- Infantry Combat Badge: Bronze bayonet surrounded by laurel wreath.
- Type: Military decoration
- Awarded for: The Infantry Combat Badge (ICB) is awarded to serving members of the Australian Army for service as an Infantryman in warlike operations
- Description: Bronze laurel wreath surrounding bayonet
- Presented by: Australian Army
- Status: Currently awarded

Precedence
- Equivalent: Army Combat Badge

= Infantry Combat Badge =

The Infantry Combat Badge (ICB) is awarded to serving members of the Australian Army for service as an infantryman in "warlike" operations.

Its equivalent for members operating with an Arms Corps Unit within a warlike area of operations is the Army Combat Badge.

==History==
The ICB was first established in July 1970 for recognition of infantry service in battle or on operations, following the decision of the Military Board in January 1970. The role of the infantry is to seek out and close with the enemy, to kill or capture him, to seize and to hold ground, to repel attack, by night and day, regardless of season, weather or terrain. The purpose of the ICB is to recognize this unique role and the particular training, skills and hardships attendant upon service as an infantryman. In exceptional circumstances, the ICB may be awarded to members of other corps, where they have qualified for it as infantrymen.
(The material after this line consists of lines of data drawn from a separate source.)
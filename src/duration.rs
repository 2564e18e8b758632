//! Free-form duration strings such as `"2h"`, `"30m"`, `"1.5h"` or `"2h 30m"`.
//!
//! The string stays the source of truth; it is re-parsed whenever an
//! aggregate is computed.

use std::sync::LazyLock;

use regex::Regex;

static HOURS_RE: LazyLock<Regex> = LazyLock::new(|| {
    Regex::new(r"(?i)(\d+(?:\.\d+)?)\s*h").expect("hours pattern is valid")
});

static MINUTES_RE: LazyLock<Regex> =
    LazyLock::new(|| Regex::new(r"(?i)(\d+)\s*m").expect("minutes pattern is valid"));

/// Total minutes described by `input`. Malformed input counts as zero.
pub fn parse_minutes(input: &str) -> u32 {
    let hours = HOURS_RE
        .captures(input)
        .and_then(|caps| caps[1].parse::<f64>().ok())
        .filter(|hours| hours.is_finite())
        .map(|hours| (hours * 60.0).round().min(u32::MAX as f64) as u32)
        .unwrap_or(0);

    let minutes = MINUTES_RE
        .captures(input)
        .and_then(|caps| caps[1].parse::<u32>().ok())
        .unwrap_or(0);

    hours.saturating_add(minutes)
}

pub fn format_minutes(total: u32) -> String {
    let hours = total / 60;
    let minutes = total % 60;
    match (hours, minutes) {
        (0, 0) => "0m".to_string(),
        (0, m) => format!("{m}m"),
        (h, 0) => format!("{h}h"),
        (h, m) => format!("{h}h {m}m"),
    }
}

#[cfg(test)]
mod tests {
    use super::*;

    #[test]
    fn parses_single_tokens() {
        assert_eq!(parse_minutes("2h"), 120);
        assert_eq!(parse_minutes("30m"), 30);
        assert_eq!(parse_minutes("45 min"), 45);
    }

    #[test]
    fn parses_combined_tokens_in_either_order() {
        assert_eq!(parse_minutes("2h 30m"), 150);
        assert_eq!(parse_minutes("30m 2h"), 150);
        assert_eq!(parse_minutes("1H15M"), 75);
    }

    #[test]
    fn fractional_hours_are_converted() {
        assert_eq!(parse_minutes("1.5h"), 90);
        assert_eq!(parse_minutes("0.25h"), 15);
    }

    #[test]
    fn garbage_degrades_to_zero() {
        assert_eq!(parse_minutes(""), 0);
        assert_eq!(parse_minutes("garbage"), 0);
        assert_eq!(parse_minutes("h m"), 0);
    }

    #[test]
    fn formats_each_shape() {
        assert_eq!(format_minutes(0), "0m");
        assert_eq!(format_minutes(45), "45m");
        assert_eq!(format_minutes(120), "2h");
        assert_eq!(format_minutes(330), "5h 30m");
    }

    #[test]
    fn format_then_parse_is_identity() {
        for hours in 0..30 {
            for minutes in 0..60 {
                let total = hours * 60 + minutes;
                assert_eq!(parse_minutes(&format_minutes(total)), total, "{total}");
            }
        }
    }
}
In January 1970, Lieutenant General Sir Thomas Daly KBE, DSO, as the Chief of the General Staff and part of the Military Board, laid the original basis for the ICB. He is recorded in the minutes as saying, "whilst he appreciated the views expressed (in the Military Board), it was to be borne in mind that the proposed badge was meant to be a visible distinction for the infantryman and was not a general combat badge. He said the other corps had their responsibilities and neither their worth nor performance, were in question. However he could not accept that an infantry award should be granted to members of other corps unless they qualified for it as infantrymen."

The Army Combat Badge (ACB) was instituted in 2005 to recognise the unique service of a member operating with an Arms Corps Unit within a warlike area of operations.

==Specific eligibility==
Any member of the Australian Army who:
- was on continuous full-time service as an infantryman at the time of deployment;
- has given satisfactory service as an infantryman;
- has served either a continuous or an aggregate of 90 days satisfactory service on warlike operations for a single deployment or operation; and
- has not been previously issued the ICB.

Under exceptional circumstances, the Approval Authority may approve the issue of the ICB to members on exchange/attachment duties for service with allied units who meet the criteria, and/or to members who would have met the criteria had they not been killed, wounded, disabled or evacuated.